Segment Open
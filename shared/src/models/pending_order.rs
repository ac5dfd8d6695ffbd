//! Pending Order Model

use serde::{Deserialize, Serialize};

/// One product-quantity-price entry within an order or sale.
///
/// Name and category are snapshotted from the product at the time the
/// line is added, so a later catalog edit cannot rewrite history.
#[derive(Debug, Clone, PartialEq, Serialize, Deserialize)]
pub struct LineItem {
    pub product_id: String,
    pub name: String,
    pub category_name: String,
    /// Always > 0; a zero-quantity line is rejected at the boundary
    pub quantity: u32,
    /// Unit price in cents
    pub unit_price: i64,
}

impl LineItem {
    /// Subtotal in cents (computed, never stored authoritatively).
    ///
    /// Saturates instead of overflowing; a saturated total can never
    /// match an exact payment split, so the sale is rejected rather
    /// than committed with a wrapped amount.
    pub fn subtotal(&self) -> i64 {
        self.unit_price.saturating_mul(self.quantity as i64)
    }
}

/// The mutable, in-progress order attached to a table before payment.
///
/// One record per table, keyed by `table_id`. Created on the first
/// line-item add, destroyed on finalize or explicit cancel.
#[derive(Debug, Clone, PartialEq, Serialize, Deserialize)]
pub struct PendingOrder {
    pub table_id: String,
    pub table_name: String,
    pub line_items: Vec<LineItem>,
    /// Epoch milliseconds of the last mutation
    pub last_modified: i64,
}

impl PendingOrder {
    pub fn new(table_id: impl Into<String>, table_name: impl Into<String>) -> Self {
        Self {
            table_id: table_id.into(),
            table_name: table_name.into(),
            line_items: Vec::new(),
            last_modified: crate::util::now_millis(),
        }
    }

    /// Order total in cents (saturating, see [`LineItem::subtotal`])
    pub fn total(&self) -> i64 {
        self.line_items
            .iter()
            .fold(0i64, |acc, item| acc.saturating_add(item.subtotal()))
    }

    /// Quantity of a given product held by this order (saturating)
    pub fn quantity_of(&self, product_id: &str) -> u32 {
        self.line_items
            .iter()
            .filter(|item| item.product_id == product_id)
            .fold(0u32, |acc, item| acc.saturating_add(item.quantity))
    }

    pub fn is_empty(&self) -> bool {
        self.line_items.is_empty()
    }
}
Segment Closed
Segment Open
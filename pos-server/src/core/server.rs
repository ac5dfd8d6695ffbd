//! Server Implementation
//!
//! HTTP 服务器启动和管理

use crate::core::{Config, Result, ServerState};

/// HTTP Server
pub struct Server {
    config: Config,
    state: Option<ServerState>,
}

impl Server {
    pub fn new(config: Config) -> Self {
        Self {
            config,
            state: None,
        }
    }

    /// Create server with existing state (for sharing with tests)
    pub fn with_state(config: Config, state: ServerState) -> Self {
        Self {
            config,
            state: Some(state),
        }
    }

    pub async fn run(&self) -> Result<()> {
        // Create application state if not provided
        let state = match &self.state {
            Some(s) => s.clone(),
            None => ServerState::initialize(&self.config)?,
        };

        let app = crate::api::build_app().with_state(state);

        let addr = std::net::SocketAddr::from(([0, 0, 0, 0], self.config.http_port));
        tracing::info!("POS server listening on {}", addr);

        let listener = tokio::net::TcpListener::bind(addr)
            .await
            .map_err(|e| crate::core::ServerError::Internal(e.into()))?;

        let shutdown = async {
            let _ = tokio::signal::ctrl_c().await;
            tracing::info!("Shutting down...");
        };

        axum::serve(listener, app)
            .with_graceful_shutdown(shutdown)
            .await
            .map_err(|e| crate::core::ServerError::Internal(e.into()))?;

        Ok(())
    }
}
Segment Closed
What is needed is an exact copy of the lines above, from the one containing "filename shared/src/models/pending_order.rs" through the one containing "at the boundary", with nothing added.

filename shared/src/models/pending_order.rs
repository ac5dfd8d6695ffbd
//! Pending Order Model

use serde::{Deserialize, Serialize};

/// One product-quantity-price entry within an order or sale.
///
/// Name and category are snapshotted from the product at the time the
/// line is added, so a later catalog edit cannot rewrite history.
#[derive(Debug, Clone, PartialEq, Serialize, Deserialize)]
pub struct LineItem {
    pub product_id: String,
    pub name: String,
    pub category_name: String,
    /// Always > 0; a zero-quantity line is rejected at the boundary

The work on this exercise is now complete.